DATASET section start
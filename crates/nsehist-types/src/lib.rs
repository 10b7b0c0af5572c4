//! Core types for the nsehist NSE bhav copy downloader.
//!
//! This crate provides the fundamental data structures used throughout nsehist:
//!
//! - [`DateRange`] - Inclusive calendar-day range
//! - [`InstrumentType`] - Index vs Stock/ETF selection
//! - [`Timeframe`] - Daily, weekly or monthly output
//! - [`OhlcvRecord`] / [`OhlcvTable`] - Downloaded and resampled rows
//! - [`Configuration`] - Validated front-end input
//! - [`normalize_index_name`] - NSE index-name capitalization

#![doc = include_str!("../README.md")]
#![doc(issue_tracker_base_url = "https://github.com/nsehist/nsehist/issues/")]
#![cfg_attr(docsrs, feature(doc_cfg, doc_auto_cfg))]
#![warn(missing_docs)]
#![forbid(unsafe_code)]

mod config;
mod date;
mod date_range;
mod error;
mod instrument;
mod record;
mod symbol;
mod timeframe;

pub use config::Configuration;
pub use date::{COMPACT_DATE_FORMAT, DATE_FORMAT, format_compact, format_date, parse_date};
pub use date_range::{DateRange, DayIterator};
pub use error::{DateParseError, DateRangeError, InputError, NsehistError, Result};
pub use instrument::{InstrumentType, InstrumentTypeParseError};
pub use record::{OhlcvRecord, OhlcvTable};
pub use symbol::{normalize_index_name, normalize_index_name_opt};
pub use timeframe::{Timeframe, TimeframeParseError};
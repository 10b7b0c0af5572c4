//! Historical NSE end-of-day data from the daily bhav copies.
//!
//! This is a facade crate that re-exports functionality from the nsehist
//! workspace crates for convenient access, and adds [`download`], which
//! chains the daily fetch loop and the period resampler.

#![doc = include_str!("../README.md")]
#![doc(issue_tracker_base_url = "https://github.com/nsehist/nsehist/issues/")]
#![cfg_attr(docsrs, feature(doc_cfg, doc_auto_cfg))]
#![warn(missing_docs)]
#![forbid(unsafe_code)]

#[cfg(all(feature = "fetch", feature = "aggregate"))]
mod pipeline;

// Re-export core types
pub use nsehist_types::*;

// Re-export fetch functionality
#[cfg(feature = "fetch")]
pub use nsehist_fetch::{
    ArchiveClient, ClientConfig, DailyFetcher, DayFailure, DayOutcome, DayProgress,
    EquityRow, EveryNthDay, EveryNthMatch, FetchError, FetchProgress, FetchReport, FetchStats,
    IndexRow, MAX_RETAINED_FAILURES, MemorySource, NoPacing, NoProgress, Pacing, PacingPolicy,
    SnapshotKind, SnapshotSource, SourceError,
};

// Re-export resampling
#[cfg(feature = "aggregate")]
pub use nsehist_aggregate::{Period, PeriodResampler, ResampleError, resample};

// Re-export formatters
#[cfg(feature = "format")]
pub use nsehist_format::{
    CsvFormatter, FormatError, Formatter, JsonFormatter, OutputFormat, download_filename,
    export_filename, safe_symbol, write_file,
};

// Re-export estimation
#[cfg(feature = "estimate")]
pub use nsehist_estimate::{DownloadEstimate, Estimator};

#[cfg(all(feature = "fetch", feature = "aggregate"))]
pub use pipeline::{Download, DownloadOutcome, assemble, download};

/// Prelude module for convenient imports.
///
/// ```
/// use nsehist_lib::prelude::*;
/// ```
pub mod prelude {
    pub use nsehist_types::{
        Configuration, DateRange, InputError, InstrumentType, NsehistError, OhlcvRecord,
        OhlcvTable, Result, Timeframe, normalize_index_name,
    };

    #[cfg(feature = "fetch")]
    pub use nsehist_fetch::{
        ArchiveClient, ClientConfig, DailyFetcher, DayProgress, FetchProgress, FetchReport,
        NoProgress, Pacing, SnapshotSource,
    };

    #[cfg(feature = "aggregate")]
    pub use nsehist_aggregate::resample;

    #[cfg(feature = "format")]
    pub use nsehist_format::{CsvFormatter, Formatter, JsonFormatter, OutputFormat, write_file};

    #[cfg(feature = "estimate")]
    pub use nsehist_estimate::Estimator;

    #[cfg(all(feature = "fetch", feature = "aggregate"))]
    pub use crate::pipeline::{Download, DownloadOutcome, download};
}
//! Server lifecycle.

use std::net::SocketAddr;
use std::sync::Arc;
use std::time::Duration;

use nsehist_lib::{Pacing, SnapshotSource};
use thiserror::Error;
use tokio::net::TcpListener;
use tokio::task::JoinHandle;

use crate::routes::{AppState, router};
use crate::session::SessionStore;

/// Default listen address.
pub const DEFAULT_BIND: &str = "127.0.0.1:8501";

/// How often idle sessions are swept.
pub const SWEEP_INTERVAL: Duration = Duration::from_secs(5 * 60);

/// Errors that stop the server.
#[derive(Error, Debug)]
pub enum WebError {
    /// The listen address could not be bound.
    #[error("failed to bind {addr}: {source}")]
    Bind {
        /// Requested address.
        addr: SocketAddr,
        /// Underlying error.
        source: std::io::Error,
    },

    /// The server stopped with an I/O error.
    #[error("server error: {0}")]
    Serve(#[from] std::io::Error),
}

/// Server settings.
#[derive(Debug, Clone, Copy)]
pub struct WebConfig {
    /// Listen address.
    pub bind: SocketAddr,
    /// Pause schedule for every download.
    pub pacing: Pacing,
}

impl Default for WebConfig {
    fn default() -> Self {
        Self {
            bind: SocketAddr::from(([127, 0, 0, 1], 8501)),
            pacing: Pacing::web_default(),
        }
    }
}

/// Serves the downloader until Ctrl+C.
///
/// # Errors
///
/// Returns an error if the address cannot be bound or the server fails.
pub async fn serve(config: WebConfig, source: Arc<dyn SnapshotSource>) -> Result<(), WebError> {
    let listener = TcpListener::bind(config.bind)
        .await
        .map_err(|source| WebError::Bind {
            addr: config.bind,
            source,
        })?;
    let addr = listener.local_addr()?;
    tracing::info!(%addr, "web server listening");

    let state = AppState::new(source, config.pacing);
    let sweeper = spawn_sweeper(state.sessions().clone(), SWEEP_INTERVAL);
    let served = axum::serve(listener, router(state))
        .with_graceful_shutdown(shutdown_signal())
        .await;
    sweeper.abort();
    served?;

    tracing::info!("web server stopped");
    Ok(())
}

/// Evicts idle sessions from `sessions` every `period`.
pub fn spawn_sweeper(sessions: SessionStore, period: Duration) -> JoinHandle<()> {
    tokio::spawn(async move {
        let mut ticks = tokio::time::interval(period);
        ticks.set_missed_tick_behavior(tokio::time::MissedTickBehavior::Delay);
        loop {
            ticks.tick().await;
            let removed = sessions.sweep().await;
            if removed > 0 {
                tracing::info!(removed, "swept idle sessions");
            }
        }
    })
}

async fn shutdown_signal() {
    if let Err(e) = tokio::signal::ctrl_c().await {
        tracing::warn!(error = %e, "failed to listen for Ctrl+C");
        std::future::pending::<()>().await;
    }
}

#[cfg(test)]
mod tests {
    use super::*;

    #[test]
    fn test_default_config() {
        let config = WebConfig::default();
        assert_eq!(config.bind.to_string(), DEFAULT_BIND);
        assert_eq!(config.pacing, Pacing::web_default());
    }

    #[tokio::test(start_paused = true)]
    async fn test_sweeper_evicts_abandoned_sessions() {
        let sessions = SessionStore::with_limits(Duration::from_secs(60), 16);
        for _ in 0..3 {
            sessions.get_or_create(None).await;
        }
        let sweeper = spawn_sweeper(sessions.clone(), Duration::from_secs(30));

        tokio::time::sleep(Duration::from_secs(45)).await;
        assert_eq!(sessions.len().await, 3);

        tokio::time::sleep(Duration::from_secs(60)).await;
        assert!(sessions.is_empty().await);
        sweeper.abort();
    }
}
DATASET section end
● **YOUR ASSIGNMENT**
Lines from the start of the records through the one containing "workspace crates for" are what should be retyped, exactly and in full, both ends included.

● **FINISHED TASK**
filename crates/nsehist-types/src/lib.rs
repository 10b7b0c0af5572c4
//! Core types for the nsehist NSE bhav copy downloader.
//!
//! This crate provides the fundamental data structures used throughout nsehist:
//!
//! - [`DateRange`] - Inclusive calendar-day range
//! - [`InstrumentType`] - Index vs Stock/ETF selection
//! - [`Timeframe`] - Daily, weekly or monthly output
//! - [`OhlcvRecord`] / [`OhlcvTable`] - Downloaded and resampled rows
//! - [`Configuration`] - Validated front-end input
//! - [`normalize_index_name`] - NSE index-name capitalization

#![doc = include_str!("../README.md")]
#![doc(issue_tracker_base_url = "https://github.com/nsehist/nsehist/issues/")]
#![cfg_attr(docsrs, feature(doc_cfg, doc_auto_cfg))]
#![warn(missing_docs)]
#![forbid(unsafe_code)]

mod config;
mod date;
mod date_range;
mod error;
mod instrument;
mod record;
mod symbol;
mod timeframe;

pub use config::Configuration;
pub use date::{COMPACT_DATE_FORMAT, DATE_FORMAT, format_compact, format_date, parse_date};
pub use date_range::{DateRange, DayIterator};
pub use error::{DateParseError, DateRangeError, InputError, NsehistError, Result};
pub use instrument::{InstrumentType, InstrumentTypeParseError};
pub use record::{OhlcvRecord, OhlcvTable};
pub use symbol::{normalize_index_name, normalize_index_name_opt};
pub use timeframe::{Timeframe, TimeframeParseError};
repository 10b7b0c0af5572c4
//! Historical NSE end-of-day data from the daily bhav copies.
//!
//! This is a facade crate that re-exports functionality from the nsehist
//! workspace crates for convenient access, and adds [`download`], which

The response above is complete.